Thread: probability problem about tournaments

  1. #1
    Newbie
    Joined
    Oct 2017
    From
    Hong Kong
    Posts
    10

    probability problem about tournaments

    A, B and C are three friends who often like to compete with one another.
    (a) they are equally skillful in playing table tennis. A plays B first while C waits. the winner then plays C while the loser waits. This method of play goes on until one of them wins two consecutive sets. this person then gets a prize. find the probability that C gets the prize. ( ans: 2/7)
    (b) they are given the same multiple-choice quiz to answer independently. the quiz has 10 questions, each provided with 4 possible answers. only one of which is correct. A knows eight of the correct answers, B knows seven, and C knows six. All of them then answer the remaining questions by sheer guess. No penalty is imposed on a wrong answer. What is the probability that C beats A and B?
    (ans: 0.0259)

    I can't figure out the method of solving this problem even after looking at the answers. Can someone help?
    Follow Math Help Forum on Facebook and Google+

  2. #2
    MHF Contributor
    Joined
    Nov 2013
    From
    California
    Posts
    5,880
    Thanks
    2473

    Re: probability problem about tournaments

    For (b)

    List out the combinations of successful guesses that allow C to beat A and B. We get

    $\begin{matrix}A &B &C \\--- &--- &--- \\
    0 &0 &3 \\
    0 &0 &4 \\
    0 &1 &3 \\
    0 &1 &4 \\
    0 &2 &4 \\
    1 &0 &4 \\
    1 &1 &4 \\
    1 &2 &4
    \end{matrix}$

    A is a binomial distribution $Binomial(2,1/4)$
    B is $Binomial(3,1/4)$
    C is $Binomial(4,1/4)$

    It's assumed the guessing is independent amongst the students so the probability of each row of the table is just the product of the 3 individual probabilities.

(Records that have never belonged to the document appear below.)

impl IndexManager {
    pub fn new(engine: Arc<dyn SearchEngine>, descriptor: IndexDescriptor, indexing: &IndexingConfig) -> Self {
        Self {
            engine,
            descriptor,
            batch_size: indexing.batch_size.max(1),
        }
    }

    pub fn descriptor(&self) -> &IndexDescriptor {
        &self.descriptor
    }

    pub fn alias(&self) -> &str {
        self.descriptor.alias()
    }

    /// Create a new, empty versioned index with the descriptor's settings and mappings
    pub async fn create_index(&self) -> SearchResult<IndexHandle> {
        let base = self.descriptor.versioned_name(Utc::now());
        let mut name = base.clone();
        let mut n = 0;
        while self.engine.index_exists(&name).await? {
            n += 1;
            name = format!("{}_{}", base, n);
        }

        self.engine.create_index(&name, &self.descriptor.body()).await?;
        info!(alias = %self.alias(), index = %name, "Created index");

        Ok(IndexHandle {
            alias: self.alias().to_string(),
            name,
        })
    }

    /// Stream every record into `handle` in batches.
    ///
    /// Unmappable records and engine-rejected documents are skipped and
    /// reported; an unreachable engine or a failing record source aborts.
    /// Ends with a refresh so the index is fully searchable before any swap.
    pub async fn populate<S>(&self, handle: &IndexHandle, source: &S) -> SearchResult<PopulationReport>
    where
        S: RecordSource + ?Sized,
    {
        let started = Instant::now();
        let class = self.descriptor.class();
        let mut report = PopulationReport::default();
        let mut batch = Vec::with_capacity(self.batch_size);

        let mut records = source.records();
        while let Some(record) = records.next().await {
            let record = record?;
            match DocumentMapper::to_document(&record, class) {
                Ok(document) => batch.push(BulkOperation::Index {
                    id: document.id.clone(),
                    source: document.source(),
                }),
                Err(SearchError::Mapping { id, reason }) => {
                    warn!(index = %handle.name, record_id = %id, reason = %reason, "Skipping unmappable record");
                    report.failures.push(DocumentFailure { id, reason });
                }
                Err(e) => return Err(e),
            }

            if batch.len() >= self.batch_size {
                self.flush(handle, &mut batch, &mut report).await?;
            }
        }
        self.flush(handle, &mut batch, &mut report).await?;

        self.engine.refresh(&handle.name).await?;

        info!(
            index = %handle.name,
            indexed = report.indexed,
            failed = report.failures.len(),
            duration_ms = started.elapsed().as_millis() as u64,
            "Populated index"
        );
        Ok(report)
    }

    async fn flush(
        &self,
        handle: &IndexHandle,
        batch: &mut Vec<BulkOperation>,
        report: &mut PopulationReport,
    ) -> SearchResult<()> {
        if batch.is_empty() {
            return Ok(());
        }

        let operations = std::mem::take(batch);
        debug!(index = %handle.name, documents = operations.len(), "Sending bulk request");
        let response = self.engine.bulk(&handle.name, &operations).await?;

        let mut failed = 0;
        for item in &response.items {
            let result = item.result();
            if let Some(ref error) = result.error {
                failed += 1;
                let reason = format!("{}: {}", error.kind, error.reason);
                warn!(index = %handle.name, record_id = %result.id, reason = %reason, "Engine rejected document");
                report.failures.push(DocumentFailure {
                    id: result.id.clone(),
                    reason,
                });
            }
        }
        report.indexed += operations.len().saturating_sub(failed);
        Ok(())
    }

    /// Point the alias at `handle` in one atomic request.
    ///
    /// Returns the indices the alias pointed to before. A legacy concrete
    /// index occupying the alias name is dropped in the same request.
    pub async fn swap_alias(&self, handle: &IndexHandle) -> SearchResult<Vec<String>> {
        let alias = self.alias();
        let current = self.engine.get_alias(alias).await?;

        let mut actions = Vec::new();
        if current.is_empty() && self.engine.index_exists(alias).await? {
            warn!(alias = %alias, "Replacing concrete index that occupies the alias name");
            actions.push(AliasAction::RemoveIndex {
                index: alias.to_string(),
            });
        }

        let previous: Vec<String> = current.into_iter().filter(|name| *name != handle.name).collect();
        for old in &previous {
            actions.push(AliasAction::Remove {
                index: old.clone(),
                alias: alias.to_string(),
            });
        }
        actions.push(AliasAction::Add {
            index: handle.name.clone(),
            alias: alias.to_string(),
        });

        self.engine.update_aliases(&actions).await?;
        info!(alias = %alias, index = %handle.name, replaced = ?previous, "Swapped alias");
        Ok(previous)
    }

    /// Delete a concrete index; deleting a missing index is not an error
    pub async fn delete_index(&self, name: &str) -> SearchResult<bool> {
        let deleted = self.engine.delete_index(name).await?;
        if deleted {
            info!(index = %name, "Deleted index");
        } else {
            debug!(index = %name, "Index already absent");
        }
        Ok(deleted)
    }

    /// Create, populate, swap and clean up, strictly in that order.
    ///
    /// If population fails the new index is left orphaned (removed by the next
    /// run) and the alias keeps serving the previous index. Concurrent
    /// reindexes of the same class are not coordinated; callers must serialize them.
    pub async fn reindex<S>(&self, source: &S) -> SearchResult<ReindexReport>
    where
        S: RecordSource + ?Sized,
    {
        let started = Instant::now();
        info!(alias = %self.alias(), "Starting reindex");

        let handle = self.create_index().await?;
        let population = match self.populate(&handle, source).await {
            Ok(report) => report,
            Err(e) => {
                warn!(
                    alias = %self.alias(),
                    index = %handle.name,
                    error = %e,
                    "Population failed; alias left untouched"
                );
                return Err(e);
            }
        };

        let replaced = self.swap_alias(&handle).await?;
        for old in &replaced {
            self.delete_index(old).await?;
        }
        let orphans_removed = self.remove_orphans(&handle.name).await?;

        let duration_ms = started.elapsed().as_millis() as u64;
        info!(
            alias = %self.alias(),
            index = %handle.name,
            indexed = population.indexed,
            failed = population.failures.len(),
            duration_ms,
            "Reindex complete"
        );

        Ok(ReindexReport {
            handle,
            population,
            replaced,
            orphans_removed,
            duration_ms,
        })
    }

    /// Versioned indices of this alias that nothing points to, except `keep`
    pub async fn orphaned_indices(&self, keep: &str) -> SearchResult<Vec<String>> {
        let aliased = self.engine.get_alias(self.alias()).await?;
        let candidates = self.engine.list_indices(&self.descriptor.versioned_pattern()).await?;
        Ok(candidates
            .into_iter()
            .filter(|name| name != keep && !aliased.contains(name) && self.descriptor.is_versioned_name(name))
            .collect())
    }

    async fn remove_orphans(&self, keep: &str) -> SearchResult<Vec<String>> {
        let orphans = self.orphaned_indices(keep).await?;
        for orphan in &orphans {
            warn!(index = %orphan, "Removing orphaned index from an earlier run");
            self.delete_index(orphan).await?;
        }
        Ok(orphans)
    }

    /// Delete everything behind the alias: aliased indices, orphans and a
    /// concrete index occupying the alias name. Returns the deleted names.
    pub async fn delete_all(&self) -> SearchResult<Vec<String>> {
        let alias = self.alias();
        let mut targets = self.engine.get_alias(alias).await?;
        if targets.is_empty() && self.engine.index_exists(alias).await? {
            targets.push(alias.to_string());
        }
        for orphan in self.orphaned_indices("").await? {
            if !targets.contains(&orphan) {
                targets.push(orphan);
            }
        }

        let mut deleted = Vec::new();
        for name in targets {
            if self.delete_index(&name).await? {
                deleted.push(name);
            }
        }
        Ok(deleted)
    }

    /// Does the alias (or a concrete index with its name) exist?
    pub async fn index_exists(&self) -> SearchResult<bool> {
        Ok(self.engine.index_exists(self.alias()).await?)
    }

    /// Make all writes through the alias visible to search
    pub async fn refresh(&self) -> SearchResult<()> {
        Ok(self.engine.refresh(self.alias()).await?)
    }

    /// Concrete indices currently behind the alias
    pub async fn resolve_alias(&self) -> SearchResult<Vec<String>> {
        Ok(self.engine.get_alias(self.alias()).await?)
    }

    /// Index or overwrite one record through the alias
    pub async fn index_record<R: Record + ?Sized>(&self, record: &R) -> SearchResult<()> {
        let document = DocumentMapper::to_document(record, self.descriptor.class())?;
        let operation = BulkOperation::Index {
            id: document.id.clone(),
            source: document.source(),
        };

        let response = self.engine.bulk(self.alias(), std::slice::from_ref(&operation)).await?;
        if let Some(failure) = response.failures().next() {
            let error = failure.error.clone().unwrap_or_else(|| crate::engine::EngineErrorBody {
                kind: "unknown".to_string(),
                reason: String::new(),
            });
            return Err(SearchError::Engine {
                status: failure.status,
                kind: error.kind,
                reason: error.reason,
            });
        }

        debug!(alias = %self.alias(), record_id = %document.id, "Indexed record");
        Ok(())
    }

    /// Remove one record through the alias. Returns `false` if it was not indexed.
    pub async fn remove_record(&self, id: &str) -> SearchResult<bool> {
        let removed = self.engine.delete_document(self.alias(), id).await?;
        debug!(alias = %self.alias(), record_id = %id, removed, "Removed record");
        Ok(removed)
    }
}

    Then sum up all the row probabilities to get the final probability that C beats A and B

    probability problem about tournaments-clipboard01.jpg
    Thanks from elmomleo
    Follow Math Help Forum on Facebook and Google+

  3. #3
    MHF Contributor
    Joined
    Nov 2013
    From
    California
    Posts
    5,880
    Thanks
    2473

    Re: probability problem about tournaments

    a)

    Look at this state diagram

    probability problem about tournaments-clipboard01.jpg

    Two things to note.

    i) The left side, which I didn't draw, is identical in probability to the right side. So each side will contribute half of the overall probability.

    ii) Each vertex has probability $\dfrac 1 2$ as all the players are equally skilled.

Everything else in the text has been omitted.